WHAT TO PRODUCE -
Where the listing below reaches the line containing "filename src/policy/task/scout.rs", start writing out lines exactly, and stop once the line containing "let key = current.location()?;" has been written.

EXERCISE INPUT -
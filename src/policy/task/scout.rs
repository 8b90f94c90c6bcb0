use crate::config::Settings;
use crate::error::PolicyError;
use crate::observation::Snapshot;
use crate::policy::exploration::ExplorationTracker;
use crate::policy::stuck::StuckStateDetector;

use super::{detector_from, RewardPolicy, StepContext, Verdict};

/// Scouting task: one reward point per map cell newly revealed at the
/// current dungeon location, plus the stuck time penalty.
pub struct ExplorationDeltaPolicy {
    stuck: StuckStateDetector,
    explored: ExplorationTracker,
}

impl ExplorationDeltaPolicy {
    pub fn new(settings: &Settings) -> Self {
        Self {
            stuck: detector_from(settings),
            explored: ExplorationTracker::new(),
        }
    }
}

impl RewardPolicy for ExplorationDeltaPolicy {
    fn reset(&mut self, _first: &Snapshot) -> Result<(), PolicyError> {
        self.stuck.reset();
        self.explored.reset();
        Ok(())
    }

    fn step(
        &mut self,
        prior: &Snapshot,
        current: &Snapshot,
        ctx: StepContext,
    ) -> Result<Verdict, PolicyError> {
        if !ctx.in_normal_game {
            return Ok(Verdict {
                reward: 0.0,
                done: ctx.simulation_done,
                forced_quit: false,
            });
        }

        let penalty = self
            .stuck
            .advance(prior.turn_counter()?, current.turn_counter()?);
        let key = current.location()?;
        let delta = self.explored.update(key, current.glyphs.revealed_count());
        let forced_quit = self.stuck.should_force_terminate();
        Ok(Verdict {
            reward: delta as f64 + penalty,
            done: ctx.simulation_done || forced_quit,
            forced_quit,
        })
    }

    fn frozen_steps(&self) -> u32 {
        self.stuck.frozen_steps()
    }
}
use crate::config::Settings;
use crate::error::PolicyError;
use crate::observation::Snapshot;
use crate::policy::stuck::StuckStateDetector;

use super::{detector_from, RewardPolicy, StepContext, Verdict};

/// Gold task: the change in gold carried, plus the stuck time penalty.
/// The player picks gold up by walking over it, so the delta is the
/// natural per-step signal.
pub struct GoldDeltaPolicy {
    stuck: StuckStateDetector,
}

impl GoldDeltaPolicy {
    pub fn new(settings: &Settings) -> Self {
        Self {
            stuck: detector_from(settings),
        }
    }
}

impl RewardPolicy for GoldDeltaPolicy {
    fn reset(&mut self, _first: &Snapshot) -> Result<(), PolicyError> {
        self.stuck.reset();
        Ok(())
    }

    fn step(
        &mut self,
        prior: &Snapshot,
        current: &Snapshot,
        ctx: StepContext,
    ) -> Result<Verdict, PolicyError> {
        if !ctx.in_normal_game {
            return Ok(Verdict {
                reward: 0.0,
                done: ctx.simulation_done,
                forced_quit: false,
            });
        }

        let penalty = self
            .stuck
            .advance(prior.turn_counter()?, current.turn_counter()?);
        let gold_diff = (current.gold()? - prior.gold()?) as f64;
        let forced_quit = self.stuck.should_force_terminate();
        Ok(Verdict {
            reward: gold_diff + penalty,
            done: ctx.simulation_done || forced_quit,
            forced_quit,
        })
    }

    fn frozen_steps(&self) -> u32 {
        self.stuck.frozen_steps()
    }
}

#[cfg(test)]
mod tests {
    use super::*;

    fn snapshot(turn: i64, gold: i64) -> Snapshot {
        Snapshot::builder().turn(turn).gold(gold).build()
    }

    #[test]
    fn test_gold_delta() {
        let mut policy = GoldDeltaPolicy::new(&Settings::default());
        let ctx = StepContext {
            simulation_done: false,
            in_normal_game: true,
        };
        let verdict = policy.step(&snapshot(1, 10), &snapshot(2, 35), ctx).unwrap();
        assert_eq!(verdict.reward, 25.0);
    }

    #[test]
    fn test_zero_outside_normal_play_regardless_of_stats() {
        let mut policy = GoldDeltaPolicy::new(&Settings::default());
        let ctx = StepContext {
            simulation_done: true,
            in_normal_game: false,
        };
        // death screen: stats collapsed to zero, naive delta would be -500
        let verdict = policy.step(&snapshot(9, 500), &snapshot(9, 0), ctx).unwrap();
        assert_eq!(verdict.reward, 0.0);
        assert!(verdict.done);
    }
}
...
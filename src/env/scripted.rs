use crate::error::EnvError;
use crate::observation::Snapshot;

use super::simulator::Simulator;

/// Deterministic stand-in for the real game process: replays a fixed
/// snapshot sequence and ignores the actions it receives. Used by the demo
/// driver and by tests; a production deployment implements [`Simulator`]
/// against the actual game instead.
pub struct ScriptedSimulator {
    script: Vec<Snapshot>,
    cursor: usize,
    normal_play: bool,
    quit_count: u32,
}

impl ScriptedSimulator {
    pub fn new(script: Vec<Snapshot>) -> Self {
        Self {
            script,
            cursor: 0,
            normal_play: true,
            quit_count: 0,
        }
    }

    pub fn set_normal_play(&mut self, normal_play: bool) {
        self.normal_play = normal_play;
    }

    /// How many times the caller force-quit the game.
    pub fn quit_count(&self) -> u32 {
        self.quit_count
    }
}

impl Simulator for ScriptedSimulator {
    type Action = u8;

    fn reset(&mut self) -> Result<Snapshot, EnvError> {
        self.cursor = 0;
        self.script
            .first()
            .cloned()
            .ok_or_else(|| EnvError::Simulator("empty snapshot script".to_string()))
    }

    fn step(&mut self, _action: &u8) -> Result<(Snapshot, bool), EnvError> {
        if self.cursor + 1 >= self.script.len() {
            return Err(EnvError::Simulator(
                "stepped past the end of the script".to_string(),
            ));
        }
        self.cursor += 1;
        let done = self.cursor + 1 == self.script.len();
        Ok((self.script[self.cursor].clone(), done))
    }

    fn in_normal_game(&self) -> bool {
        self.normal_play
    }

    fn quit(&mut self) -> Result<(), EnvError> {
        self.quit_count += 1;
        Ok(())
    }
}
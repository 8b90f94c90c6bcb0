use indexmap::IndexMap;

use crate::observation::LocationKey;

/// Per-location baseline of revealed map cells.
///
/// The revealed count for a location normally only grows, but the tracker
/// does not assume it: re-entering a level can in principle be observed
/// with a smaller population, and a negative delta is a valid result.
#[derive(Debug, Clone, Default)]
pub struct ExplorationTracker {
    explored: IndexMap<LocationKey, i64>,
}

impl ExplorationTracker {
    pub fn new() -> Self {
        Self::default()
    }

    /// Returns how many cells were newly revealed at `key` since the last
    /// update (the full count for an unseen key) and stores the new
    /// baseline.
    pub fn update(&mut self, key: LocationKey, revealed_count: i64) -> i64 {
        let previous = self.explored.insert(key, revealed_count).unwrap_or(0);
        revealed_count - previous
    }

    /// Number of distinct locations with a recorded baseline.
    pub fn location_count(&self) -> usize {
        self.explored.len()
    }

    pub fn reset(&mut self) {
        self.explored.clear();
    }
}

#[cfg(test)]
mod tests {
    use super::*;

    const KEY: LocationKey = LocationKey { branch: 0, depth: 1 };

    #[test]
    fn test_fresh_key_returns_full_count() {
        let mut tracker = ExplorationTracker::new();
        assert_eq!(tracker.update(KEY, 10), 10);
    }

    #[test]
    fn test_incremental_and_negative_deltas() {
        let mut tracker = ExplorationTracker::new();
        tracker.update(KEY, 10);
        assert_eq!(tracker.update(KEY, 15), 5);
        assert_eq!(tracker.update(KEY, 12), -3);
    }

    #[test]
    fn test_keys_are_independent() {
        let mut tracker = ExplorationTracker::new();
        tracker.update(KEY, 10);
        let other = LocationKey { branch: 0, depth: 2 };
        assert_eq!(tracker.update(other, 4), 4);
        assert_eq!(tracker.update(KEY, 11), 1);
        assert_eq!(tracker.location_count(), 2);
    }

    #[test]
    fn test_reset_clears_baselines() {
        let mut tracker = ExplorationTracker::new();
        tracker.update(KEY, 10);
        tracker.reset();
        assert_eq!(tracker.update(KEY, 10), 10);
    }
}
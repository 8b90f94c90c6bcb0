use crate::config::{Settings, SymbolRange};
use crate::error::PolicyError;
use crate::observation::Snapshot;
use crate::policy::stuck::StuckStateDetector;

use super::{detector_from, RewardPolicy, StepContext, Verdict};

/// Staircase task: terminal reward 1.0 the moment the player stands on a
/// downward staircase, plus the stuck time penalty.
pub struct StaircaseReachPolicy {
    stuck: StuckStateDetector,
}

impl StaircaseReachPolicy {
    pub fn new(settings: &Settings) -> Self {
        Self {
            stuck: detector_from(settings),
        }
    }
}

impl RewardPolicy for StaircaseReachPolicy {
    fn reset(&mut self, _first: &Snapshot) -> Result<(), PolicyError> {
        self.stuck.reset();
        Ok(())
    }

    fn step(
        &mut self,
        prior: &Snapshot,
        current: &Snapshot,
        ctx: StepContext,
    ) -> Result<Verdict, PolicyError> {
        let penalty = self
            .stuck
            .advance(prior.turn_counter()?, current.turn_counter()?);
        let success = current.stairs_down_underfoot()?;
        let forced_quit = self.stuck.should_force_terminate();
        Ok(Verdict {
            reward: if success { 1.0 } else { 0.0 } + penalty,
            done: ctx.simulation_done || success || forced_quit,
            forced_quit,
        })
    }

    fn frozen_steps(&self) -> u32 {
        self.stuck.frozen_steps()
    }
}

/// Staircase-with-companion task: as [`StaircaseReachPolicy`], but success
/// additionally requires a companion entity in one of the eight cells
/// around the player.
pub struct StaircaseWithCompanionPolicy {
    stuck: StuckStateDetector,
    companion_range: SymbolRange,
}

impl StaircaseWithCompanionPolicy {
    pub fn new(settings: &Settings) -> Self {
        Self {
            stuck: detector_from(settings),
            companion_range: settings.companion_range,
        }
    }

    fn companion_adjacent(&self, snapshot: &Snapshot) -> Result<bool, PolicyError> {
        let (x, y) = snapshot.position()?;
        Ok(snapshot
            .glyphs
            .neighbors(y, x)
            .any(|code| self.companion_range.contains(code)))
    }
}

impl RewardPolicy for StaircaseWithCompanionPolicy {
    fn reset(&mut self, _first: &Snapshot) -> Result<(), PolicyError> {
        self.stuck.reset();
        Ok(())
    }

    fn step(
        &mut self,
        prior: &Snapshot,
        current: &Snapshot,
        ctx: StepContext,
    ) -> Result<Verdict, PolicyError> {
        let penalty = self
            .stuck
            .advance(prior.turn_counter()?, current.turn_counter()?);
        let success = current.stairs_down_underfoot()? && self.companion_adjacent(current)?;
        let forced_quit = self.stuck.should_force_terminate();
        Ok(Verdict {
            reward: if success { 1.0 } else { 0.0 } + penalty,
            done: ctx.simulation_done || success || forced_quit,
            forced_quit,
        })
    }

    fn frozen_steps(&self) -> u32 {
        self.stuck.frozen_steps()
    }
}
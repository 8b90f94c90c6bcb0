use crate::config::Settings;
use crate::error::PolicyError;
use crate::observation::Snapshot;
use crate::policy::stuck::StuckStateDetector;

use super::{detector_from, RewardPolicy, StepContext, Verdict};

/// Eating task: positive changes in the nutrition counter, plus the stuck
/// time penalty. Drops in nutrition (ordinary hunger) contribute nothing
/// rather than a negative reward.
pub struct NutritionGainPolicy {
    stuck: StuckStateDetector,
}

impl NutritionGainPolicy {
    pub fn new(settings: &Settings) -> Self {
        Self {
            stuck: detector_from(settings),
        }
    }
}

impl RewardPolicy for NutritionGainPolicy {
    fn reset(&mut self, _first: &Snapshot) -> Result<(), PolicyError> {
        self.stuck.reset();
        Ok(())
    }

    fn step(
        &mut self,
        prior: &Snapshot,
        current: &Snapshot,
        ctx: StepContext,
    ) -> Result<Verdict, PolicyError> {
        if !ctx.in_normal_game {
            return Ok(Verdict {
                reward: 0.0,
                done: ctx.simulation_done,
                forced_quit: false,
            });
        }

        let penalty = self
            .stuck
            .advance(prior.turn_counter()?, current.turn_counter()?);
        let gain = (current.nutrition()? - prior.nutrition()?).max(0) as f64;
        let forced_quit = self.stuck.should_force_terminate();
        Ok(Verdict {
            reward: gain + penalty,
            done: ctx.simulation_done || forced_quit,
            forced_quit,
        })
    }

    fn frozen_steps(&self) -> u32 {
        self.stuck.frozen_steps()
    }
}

ANSWER -
filename src/policy/task/scout.rs
repository 8b90f94c90c6bcb0
use crate::config::Settings;
use crate::error::PolicyError;
use crate::observation::Snapshot;
use crate::policy::exploration::ExplorationTracker;
use crate::policy::stuck::StuckStateDetector;

use super::{detector_from, RewardPolicy, StepContext, Verdict};

/// Scouting task: one reward point per map cell newly revealed at the
/// current dungeon location, plus the stuck time penalty.
pub struct ExplorationDeltaPolicy {
    stuck: StuckStateDetector,
    explored: ExplorationTracker,
}

impl ExplorationDeltaPolicy {
    pub fn new(settings: &Settings) -> Self {
        Self {
            stuck: detector_from(settings),
            explored: ExplorationTracker::new(),
        }
    }
}

impl RewardPolicy for ExplorationDeltaPolicy {
    fn reset(&mut self, _first: &Snapshot) -> Result<(), PolicyError> {
        self.stuck.reset();
        self.explored.reset();
        Ok(())
    }

    fn step(
        &mut self,
        prior: &Snapshot,
        current: &Snapshot,
        ctx: StepContext,
    ) -> Result<Verdict, PolicyError> {
        if !ctx.in_normal_game {
            return Ok(Verdict {
                reward: 0.0,
                done: ctx.simulation_done,
                forced_quit: false,
            });
        }

        let penalty = self
            .stuck
            .advance(prior.turn_counter()?, current.turn_counter()?);
        let key = current.location()?;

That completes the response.